Prompt
Repeat exactly, please, the opening lines of the data below, through and including the line where "let ts = Utc.timestamp_opt(1_600_000_000" sits.

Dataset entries
>>>
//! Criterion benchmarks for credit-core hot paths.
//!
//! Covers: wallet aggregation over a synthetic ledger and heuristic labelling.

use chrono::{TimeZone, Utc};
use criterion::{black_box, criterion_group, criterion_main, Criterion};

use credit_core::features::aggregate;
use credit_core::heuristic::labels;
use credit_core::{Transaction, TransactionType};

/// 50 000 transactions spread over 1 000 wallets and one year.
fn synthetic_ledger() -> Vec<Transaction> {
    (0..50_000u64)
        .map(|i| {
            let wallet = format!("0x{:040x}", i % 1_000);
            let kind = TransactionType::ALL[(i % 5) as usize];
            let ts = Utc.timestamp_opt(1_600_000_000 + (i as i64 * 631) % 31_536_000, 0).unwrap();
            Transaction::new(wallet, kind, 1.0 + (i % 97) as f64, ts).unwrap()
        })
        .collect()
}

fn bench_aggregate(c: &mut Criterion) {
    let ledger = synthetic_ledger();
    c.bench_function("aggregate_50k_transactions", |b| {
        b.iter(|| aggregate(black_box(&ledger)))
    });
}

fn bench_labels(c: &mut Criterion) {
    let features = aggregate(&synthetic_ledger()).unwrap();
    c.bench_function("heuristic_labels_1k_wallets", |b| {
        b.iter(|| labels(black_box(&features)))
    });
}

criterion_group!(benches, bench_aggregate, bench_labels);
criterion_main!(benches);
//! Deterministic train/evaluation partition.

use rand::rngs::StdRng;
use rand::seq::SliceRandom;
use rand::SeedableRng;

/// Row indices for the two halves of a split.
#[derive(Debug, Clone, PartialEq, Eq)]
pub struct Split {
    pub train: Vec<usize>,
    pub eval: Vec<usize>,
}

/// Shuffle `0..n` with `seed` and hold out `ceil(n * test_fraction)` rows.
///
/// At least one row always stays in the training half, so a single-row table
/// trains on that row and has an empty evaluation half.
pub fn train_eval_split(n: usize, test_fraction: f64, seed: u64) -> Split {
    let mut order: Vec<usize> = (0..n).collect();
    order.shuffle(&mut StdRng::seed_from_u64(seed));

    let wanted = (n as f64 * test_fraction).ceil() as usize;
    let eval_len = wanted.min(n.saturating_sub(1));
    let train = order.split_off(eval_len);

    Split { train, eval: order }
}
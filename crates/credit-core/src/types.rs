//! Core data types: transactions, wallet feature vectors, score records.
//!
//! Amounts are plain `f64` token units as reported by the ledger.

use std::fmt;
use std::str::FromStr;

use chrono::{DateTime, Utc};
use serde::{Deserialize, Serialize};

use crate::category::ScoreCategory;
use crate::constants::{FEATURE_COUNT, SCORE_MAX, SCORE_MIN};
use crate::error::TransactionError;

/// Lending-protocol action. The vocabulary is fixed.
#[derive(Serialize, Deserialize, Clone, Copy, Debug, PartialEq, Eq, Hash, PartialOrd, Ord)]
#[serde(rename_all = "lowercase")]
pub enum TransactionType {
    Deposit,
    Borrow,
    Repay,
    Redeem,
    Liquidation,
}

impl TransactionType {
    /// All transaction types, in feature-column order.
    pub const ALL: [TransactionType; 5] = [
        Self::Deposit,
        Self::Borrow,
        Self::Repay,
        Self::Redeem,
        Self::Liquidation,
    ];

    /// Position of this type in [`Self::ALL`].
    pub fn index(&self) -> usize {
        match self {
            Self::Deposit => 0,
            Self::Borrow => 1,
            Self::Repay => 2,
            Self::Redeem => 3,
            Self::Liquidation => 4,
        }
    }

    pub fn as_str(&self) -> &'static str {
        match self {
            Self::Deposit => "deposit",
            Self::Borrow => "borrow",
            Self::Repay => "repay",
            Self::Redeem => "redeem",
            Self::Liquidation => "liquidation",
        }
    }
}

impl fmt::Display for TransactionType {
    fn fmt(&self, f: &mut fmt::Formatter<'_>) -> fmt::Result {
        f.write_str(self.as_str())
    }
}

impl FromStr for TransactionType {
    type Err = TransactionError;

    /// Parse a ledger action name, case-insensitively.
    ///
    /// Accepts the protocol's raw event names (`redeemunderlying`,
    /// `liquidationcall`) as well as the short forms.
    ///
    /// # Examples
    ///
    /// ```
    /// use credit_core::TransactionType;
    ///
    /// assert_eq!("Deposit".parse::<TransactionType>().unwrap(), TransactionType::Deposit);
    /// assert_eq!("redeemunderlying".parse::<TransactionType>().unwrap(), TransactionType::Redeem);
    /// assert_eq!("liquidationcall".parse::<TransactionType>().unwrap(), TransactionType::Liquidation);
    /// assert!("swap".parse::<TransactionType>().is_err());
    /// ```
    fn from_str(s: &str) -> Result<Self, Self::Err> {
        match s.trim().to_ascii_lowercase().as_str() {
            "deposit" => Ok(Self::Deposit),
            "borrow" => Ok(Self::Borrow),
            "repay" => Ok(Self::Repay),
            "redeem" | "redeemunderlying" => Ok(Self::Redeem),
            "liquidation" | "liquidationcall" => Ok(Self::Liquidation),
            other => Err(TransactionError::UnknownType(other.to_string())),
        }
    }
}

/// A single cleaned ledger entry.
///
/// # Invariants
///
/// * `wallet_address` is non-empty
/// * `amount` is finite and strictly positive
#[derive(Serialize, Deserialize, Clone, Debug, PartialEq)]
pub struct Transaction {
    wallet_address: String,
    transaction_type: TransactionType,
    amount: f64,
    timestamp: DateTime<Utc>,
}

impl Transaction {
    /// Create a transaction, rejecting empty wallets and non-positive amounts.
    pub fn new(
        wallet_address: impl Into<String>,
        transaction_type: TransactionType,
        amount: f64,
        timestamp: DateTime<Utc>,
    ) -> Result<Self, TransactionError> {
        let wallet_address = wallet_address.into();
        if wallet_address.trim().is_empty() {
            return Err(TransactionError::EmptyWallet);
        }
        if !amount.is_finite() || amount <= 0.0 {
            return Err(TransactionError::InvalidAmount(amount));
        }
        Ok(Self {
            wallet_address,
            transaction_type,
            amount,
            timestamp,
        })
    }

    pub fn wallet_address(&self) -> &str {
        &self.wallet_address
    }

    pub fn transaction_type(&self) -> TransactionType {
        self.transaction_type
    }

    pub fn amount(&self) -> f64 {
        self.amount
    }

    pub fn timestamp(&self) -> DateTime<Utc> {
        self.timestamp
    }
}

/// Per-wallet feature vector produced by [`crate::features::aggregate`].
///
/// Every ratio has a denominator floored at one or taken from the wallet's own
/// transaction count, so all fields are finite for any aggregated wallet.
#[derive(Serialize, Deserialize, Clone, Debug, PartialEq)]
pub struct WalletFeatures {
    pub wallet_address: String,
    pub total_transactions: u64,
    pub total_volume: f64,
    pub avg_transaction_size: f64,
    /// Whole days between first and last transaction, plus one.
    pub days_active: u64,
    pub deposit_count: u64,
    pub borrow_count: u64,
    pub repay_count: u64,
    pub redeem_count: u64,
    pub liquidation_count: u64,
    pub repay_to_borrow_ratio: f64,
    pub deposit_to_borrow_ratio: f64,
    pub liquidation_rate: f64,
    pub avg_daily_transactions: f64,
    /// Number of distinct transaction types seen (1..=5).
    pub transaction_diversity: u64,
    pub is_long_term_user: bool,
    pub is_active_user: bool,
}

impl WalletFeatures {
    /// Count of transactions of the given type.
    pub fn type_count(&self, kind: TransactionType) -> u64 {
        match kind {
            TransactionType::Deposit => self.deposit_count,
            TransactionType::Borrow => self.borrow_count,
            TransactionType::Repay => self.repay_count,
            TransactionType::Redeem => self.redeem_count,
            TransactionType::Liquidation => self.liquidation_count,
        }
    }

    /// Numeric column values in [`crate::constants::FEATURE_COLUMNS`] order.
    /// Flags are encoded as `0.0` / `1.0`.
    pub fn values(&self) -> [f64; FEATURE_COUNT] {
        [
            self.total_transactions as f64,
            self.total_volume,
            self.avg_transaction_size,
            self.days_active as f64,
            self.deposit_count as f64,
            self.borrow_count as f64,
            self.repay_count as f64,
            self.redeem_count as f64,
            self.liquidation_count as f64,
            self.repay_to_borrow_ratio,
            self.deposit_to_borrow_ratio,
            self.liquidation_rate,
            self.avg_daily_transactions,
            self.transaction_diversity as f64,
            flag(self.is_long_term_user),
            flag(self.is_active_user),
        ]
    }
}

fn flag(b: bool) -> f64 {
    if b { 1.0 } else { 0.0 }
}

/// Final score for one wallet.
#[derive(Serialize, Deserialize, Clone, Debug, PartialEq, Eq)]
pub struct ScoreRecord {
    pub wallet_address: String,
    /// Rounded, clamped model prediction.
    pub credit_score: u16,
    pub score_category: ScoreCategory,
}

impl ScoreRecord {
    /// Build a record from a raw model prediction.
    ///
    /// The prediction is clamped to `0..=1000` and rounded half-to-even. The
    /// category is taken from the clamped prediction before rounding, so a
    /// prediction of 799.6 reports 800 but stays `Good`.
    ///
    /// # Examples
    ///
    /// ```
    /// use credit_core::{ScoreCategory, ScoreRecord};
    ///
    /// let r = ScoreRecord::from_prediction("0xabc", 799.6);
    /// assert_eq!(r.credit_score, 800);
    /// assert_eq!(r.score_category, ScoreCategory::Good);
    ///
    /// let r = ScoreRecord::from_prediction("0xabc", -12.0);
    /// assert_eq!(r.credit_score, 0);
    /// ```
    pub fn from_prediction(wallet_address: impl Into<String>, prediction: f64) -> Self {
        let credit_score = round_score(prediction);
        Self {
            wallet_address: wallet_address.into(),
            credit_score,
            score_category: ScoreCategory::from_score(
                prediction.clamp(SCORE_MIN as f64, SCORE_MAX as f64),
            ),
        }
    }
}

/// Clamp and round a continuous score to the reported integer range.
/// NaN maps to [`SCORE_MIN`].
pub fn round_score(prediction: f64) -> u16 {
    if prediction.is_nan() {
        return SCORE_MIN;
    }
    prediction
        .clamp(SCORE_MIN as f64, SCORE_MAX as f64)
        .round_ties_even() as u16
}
<<<
Reply
//! Criterion benchmarks for credit-core hot paths.
//!
//! Covers: wallet aggregation over a synthetic ledger and heuristic labelling.

use chrono::{TimeZone, Utc};
use criterion::{black_box, criterion_group, criterion_main, Criterion};

use credit_core::features::aggregate;
use credit_core::heuristic::labels;
use credit_core::{Transaction, TransactionType};

/// 50 000 transactions spread over 1 000 wallets and one year.
fn synthetic_ledger() -> Vec<Transaction> {
    (0..50_000u64)
        .map(|i| {
            let wallet = format!("0x{:040x}", i % 1_000);
            let kind = TransactionType::ALL[(i % 5) as usize];
            let ts = Utc.timestamp_opt(1_600_000_000 + (i as i64 * 631) % 31_536_000, 0).unwrap();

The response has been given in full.